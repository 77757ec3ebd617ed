use std::{future::Future, rc::Rc};

use crate::error::Error;

/// Where manga detail records come from
pub trait DetailSource {
    /// Requests the detail record for `slug` and resolves to the raw body of
    /// a successful response. Network failures and non-2xx statuses are errors.
    fn fetch_detail(&self, slug: String) -> impl Future<Output = Result<String, Error>>;
}

/// Client side route changes
pub trait Navigator {
    fn go_to(&self, path: &str);
}

impl<T: DetailSource> DetailSource for Rc<T> {
    fn fetch_detail(&self, slug: String) -> impl Future<Output = Result<String, Error>> {
        (**self).fetch_detail(slug)
    }
}

impl<T: Navigator> Navigator for Rc<T> {
    fn go_to(&self, path: &str) {
        (**self).go_to(path)
    }
}
#[macro_use]
extern crate log;

mod app;
mod common;
mod home;
mod manga;
mod query;
mod utils;

use wasm_bindgen::prelude::*;

use app::App;

#[wasm_bindgen(start)]
pub async fn main_js() -> Result<(), JsValue> {
    #[cfg(debug_assertions)]
    console_error_panic_hook::set_once();
    wasm_logger::init(wasm_logger::Config::default());

    utils::initialize_urls();

    dominator::append_dom(&dominator::body(), App::render(App::new()));

    Ok(())
}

* [Exercise prompt]: All lines above holding the word "DetailSource" make up the answer; copy each one.

* [Result of the task]:
pub trait DetailSource {
impl<T: DetailSource> DetailSource for Rc<T> {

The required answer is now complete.